→ WORK REQUIRED:
Look below for the line holding "ratio: f64) ->" and the line holding "for timed points.". Transcribe exactly those lines and all lines between them, nothing more.

________________________

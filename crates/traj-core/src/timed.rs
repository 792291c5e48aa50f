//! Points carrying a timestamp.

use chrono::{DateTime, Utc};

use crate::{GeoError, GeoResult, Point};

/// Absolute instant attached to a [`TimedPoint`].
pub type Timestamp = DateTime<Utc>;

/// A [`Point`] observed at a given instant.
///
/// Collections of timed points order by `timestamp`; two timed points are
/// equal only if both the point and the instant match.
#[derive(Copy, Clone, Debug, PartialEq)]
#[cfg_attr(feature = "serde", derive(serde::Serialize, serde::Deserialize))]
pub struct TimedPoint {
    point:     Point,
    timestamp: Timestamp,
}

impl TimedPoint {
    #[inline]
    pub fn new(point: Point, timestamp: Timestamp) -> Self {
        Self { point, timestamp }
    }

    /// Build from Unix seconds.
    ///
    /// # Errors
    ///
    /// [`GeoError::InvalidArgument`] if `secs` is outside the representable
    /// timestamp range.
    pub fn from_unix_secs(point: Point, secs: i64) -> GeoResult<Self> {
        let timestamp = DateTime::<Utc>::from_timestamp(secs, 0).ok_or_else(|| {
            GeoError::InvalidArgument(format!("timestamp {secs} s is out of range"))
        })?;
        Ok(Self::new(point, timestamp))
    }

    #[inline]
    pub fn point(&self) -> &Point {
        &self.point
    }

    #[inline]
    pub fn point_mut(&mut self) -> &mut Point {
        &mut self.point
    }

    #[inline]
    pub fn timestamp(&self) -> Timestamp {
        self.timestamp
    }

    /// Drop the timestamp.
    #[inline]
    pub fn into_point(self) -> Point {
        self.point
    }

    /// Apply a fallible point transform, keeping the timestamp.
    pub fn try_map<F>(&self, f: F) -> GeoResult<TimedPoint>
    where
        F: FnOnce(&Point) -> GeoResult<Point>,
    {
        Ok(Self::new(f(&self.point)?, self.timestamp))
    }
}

________________________

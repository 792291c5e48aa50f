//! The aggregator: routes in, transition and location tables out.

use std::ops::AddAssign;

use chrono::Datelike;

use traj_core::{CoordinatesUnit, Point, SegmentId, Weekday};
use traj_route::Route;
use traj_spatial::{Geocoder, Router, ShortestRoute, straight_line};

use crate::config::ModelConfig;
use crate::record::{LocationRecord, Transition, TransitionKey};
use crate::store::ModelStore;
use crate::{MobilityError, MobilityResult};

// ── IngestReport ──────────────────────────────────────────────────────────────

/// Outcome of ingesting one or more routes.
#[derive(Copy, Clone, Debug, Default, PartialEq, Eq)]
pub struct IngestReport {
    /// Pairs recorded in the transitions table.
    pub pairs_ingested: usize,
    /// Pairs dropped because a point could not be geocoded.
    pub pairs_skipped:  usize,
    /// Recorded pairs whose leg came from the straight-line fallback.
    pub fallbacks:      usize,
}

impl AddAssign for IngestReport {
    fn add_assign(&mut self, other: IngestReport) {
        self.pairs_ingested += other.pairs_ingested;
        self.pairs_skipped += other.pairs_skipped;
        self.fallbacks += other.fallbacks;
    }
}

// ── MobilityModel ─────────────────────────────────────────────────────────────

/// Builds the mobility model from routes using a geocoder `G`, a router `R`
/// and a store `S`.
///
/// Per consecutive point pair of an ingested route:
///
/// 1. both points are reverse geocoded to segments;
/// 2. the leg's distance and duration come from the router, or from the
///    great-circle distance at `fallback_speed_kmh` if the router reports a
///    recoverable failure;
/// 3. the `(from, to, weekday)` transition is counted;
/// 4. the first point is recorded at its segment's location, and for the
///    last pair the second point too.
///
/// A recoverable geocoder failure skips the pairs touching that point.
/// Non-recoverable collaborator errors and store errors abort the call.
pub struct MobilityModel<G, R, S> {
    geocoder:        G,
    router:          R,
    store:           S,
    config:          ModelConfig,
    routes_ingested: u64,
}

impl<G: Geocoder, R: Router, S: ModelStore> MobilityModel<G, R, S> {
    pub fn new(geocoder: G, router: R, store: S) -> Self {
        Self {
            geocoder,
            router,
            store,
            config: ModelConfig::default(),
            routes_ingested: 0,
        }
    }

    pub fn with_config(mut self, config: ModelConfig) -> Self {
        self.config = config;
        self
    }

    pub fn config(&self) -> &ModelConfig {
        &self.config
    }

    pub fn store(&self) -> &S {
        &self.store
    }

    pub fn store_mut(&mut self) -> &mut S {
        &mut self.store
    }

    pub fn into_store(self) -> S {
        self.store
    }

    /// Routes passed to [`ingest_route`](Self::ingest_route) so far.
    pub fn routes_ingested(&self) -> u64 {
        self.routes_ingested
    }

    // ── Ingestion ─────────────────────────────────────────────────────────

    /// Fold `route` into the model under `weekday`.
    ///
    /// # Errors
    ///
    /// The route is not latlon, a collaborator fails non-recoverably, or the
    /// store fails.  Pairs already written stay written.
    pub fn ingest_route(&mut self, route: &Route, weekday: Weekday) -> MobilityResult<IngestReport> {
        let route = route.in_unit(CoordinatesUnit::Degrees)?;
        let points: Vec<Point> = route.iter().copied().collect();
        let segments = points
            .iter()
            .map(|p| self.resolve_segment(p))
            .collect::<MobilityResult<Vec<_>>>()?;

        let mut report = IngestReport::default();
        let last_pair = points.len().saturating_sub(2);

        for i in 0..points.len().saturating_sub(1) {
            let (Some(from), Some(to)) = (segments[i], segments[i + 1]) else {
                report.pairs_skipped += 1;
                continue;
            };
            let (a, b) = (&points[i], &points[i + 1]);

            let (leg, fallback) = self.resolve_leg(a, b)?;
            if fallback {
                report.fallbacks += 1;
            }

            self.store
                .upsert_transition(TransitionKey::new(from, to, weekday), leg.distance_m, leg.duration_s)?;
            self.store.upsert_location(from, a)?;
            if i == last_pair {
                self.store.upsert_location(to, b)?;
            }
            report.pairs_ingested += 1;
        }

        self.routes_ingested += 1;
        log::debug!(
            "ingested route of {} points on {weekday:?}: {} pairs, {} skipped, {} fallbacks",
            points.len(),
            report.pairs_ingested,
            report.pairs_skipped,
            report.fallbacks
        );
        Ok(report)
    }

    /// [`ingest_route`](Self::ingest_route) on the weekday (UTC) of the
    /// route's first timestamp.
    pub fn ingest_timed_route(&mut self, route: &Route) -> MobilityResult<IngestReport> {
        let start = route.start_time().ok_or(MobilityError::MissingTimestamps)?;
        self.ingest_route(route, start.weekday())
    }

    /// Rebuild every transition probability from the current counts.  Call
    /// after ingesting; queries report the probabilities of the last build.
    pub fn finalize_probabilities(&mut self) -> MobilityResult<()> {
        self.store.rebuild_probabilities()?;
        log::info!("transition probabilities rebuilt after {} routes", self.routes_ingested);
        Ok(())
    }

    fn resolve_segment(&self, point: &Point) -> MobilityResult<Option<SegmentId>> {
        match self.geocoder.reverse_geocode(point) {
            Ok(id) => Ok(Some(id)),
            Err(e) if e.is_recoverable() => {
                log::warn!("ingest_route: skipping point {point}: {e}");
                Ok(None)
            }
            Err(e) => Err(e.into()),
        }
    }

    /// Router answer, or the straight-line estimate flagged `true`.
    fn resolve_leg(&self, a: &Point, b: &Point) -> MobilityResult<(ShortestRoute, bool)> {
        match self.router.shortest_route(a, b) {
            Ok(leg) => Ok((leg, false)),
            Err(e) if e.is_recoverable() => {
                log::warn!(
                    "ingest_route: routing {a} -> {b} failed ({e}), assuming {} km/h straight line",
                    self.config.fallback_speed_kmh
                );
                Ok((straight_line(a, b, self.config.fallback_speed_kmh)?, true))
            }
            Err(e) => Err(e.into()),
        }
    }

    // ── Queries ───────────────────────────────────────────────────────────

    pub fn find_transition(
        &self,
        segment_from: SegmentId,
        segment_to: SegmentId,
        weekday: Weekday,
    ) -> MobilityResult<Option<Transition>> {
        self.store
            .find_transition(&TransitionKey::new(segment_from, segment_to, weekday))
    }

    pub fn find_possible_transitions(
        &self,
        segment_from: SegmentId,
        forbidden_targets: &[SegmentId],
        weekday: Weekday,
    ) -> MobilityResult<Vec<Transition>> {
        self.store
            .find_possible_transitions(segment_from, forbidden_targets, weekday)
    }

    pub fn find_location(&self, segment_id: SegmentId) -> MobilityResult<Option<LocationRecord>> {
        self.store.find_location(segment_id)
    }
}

________________________

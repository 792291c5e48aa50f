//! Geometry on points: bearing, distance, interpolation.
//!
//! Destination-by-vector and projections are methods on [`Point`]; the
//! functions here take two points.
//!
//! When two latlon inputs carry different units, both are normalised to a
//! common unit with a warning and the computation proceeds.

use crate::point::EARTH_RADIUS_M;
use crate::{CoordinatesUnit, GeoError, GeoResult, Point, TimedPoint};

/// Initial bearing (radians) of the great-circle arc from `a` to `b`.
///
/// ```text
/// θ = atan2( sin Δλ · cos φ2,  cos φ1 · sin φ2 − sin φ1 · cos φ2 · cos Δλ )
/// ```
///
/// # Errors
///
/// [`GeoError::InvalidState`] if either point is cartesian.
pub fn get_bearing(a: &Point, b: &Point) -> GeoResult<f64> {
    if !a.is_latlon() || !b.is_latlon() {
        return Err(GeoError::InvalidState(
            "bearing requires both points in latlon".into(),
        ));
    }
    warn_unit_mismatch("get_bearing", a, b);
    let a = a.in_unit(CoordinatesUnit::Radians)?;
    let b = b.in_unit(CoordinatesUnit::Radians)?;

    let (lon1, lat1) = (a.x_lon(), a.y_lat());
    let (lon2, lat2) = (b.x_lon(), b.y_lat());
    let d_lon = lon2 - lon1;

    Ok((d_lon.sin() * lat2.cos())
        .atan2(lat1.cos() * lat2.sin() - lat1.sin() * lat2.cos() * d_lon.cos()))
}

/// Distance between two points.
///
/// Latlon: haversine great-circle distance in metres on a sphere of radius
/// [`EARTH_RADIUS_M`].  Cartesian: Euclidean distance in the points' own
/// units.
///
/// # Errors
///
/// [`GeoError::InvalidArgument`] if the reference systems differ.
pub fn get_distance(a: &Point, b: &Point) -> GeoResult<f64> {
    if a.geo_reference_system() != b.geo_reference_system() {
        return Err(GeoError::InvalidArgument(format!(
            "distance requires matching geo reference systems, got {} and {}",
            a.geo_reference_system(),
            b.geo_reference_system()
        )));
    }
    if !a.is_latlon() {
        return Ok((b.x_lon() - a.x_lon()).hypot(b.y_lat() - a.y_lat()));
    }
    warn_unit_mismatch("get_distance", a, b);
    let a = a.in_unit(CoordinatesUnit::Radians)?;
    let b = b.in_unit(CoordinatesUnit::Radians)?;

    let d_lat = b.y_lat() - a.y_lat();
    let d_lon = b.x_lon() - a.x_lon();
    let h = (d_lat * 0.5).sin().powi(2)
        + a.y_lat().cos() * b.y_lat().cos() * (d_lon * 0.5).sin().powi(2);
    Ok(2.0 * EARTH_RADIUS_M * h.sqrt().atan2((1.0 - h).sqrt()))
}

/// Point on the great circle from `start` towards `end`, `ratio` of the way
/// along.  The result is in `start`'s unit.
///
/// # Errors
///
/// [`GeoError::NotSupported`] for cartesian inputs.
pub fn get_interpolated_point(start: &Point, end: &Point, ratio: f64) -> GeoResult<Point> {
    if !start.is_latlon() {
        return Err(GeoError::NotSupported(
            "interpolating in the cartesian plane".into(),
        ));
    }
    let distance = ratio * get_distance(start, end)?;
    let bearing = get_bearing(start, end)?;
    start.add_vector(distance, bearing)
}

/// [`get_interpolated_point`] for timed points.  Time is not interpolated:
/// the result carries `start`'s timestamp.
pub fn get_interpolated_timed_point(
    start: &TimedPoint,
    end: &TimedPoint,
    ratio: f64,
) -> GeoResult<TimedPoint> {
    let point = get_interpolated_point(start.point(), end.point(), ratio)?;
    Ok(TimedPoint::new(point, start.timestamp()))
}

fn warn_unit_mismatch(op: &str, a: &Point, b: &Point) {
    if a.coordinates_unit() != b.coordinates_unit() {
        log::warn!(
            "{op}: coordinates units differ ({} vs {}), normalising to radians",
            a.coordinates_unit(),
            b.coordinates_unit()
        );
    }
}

________________________

→ EXERCISE OUTPUT:
pub fn get_interpolated_point(start: &Point, end: &Point, ratio: f64) -> GeoResult<Point> {
    if !start.is_latlon() {
        return Err(GeoError::NotSupported(
            "interpolating in the cartesian plane".into(),
        ));
    }
    let distance = ratio * get_distance(start, end)?;
    let bearing = get_bearing(start, end)?;
    start.add_vector(distance, bearing)
}

/// [`get_interpolated_point`] for timed points.  Time is not interpolated:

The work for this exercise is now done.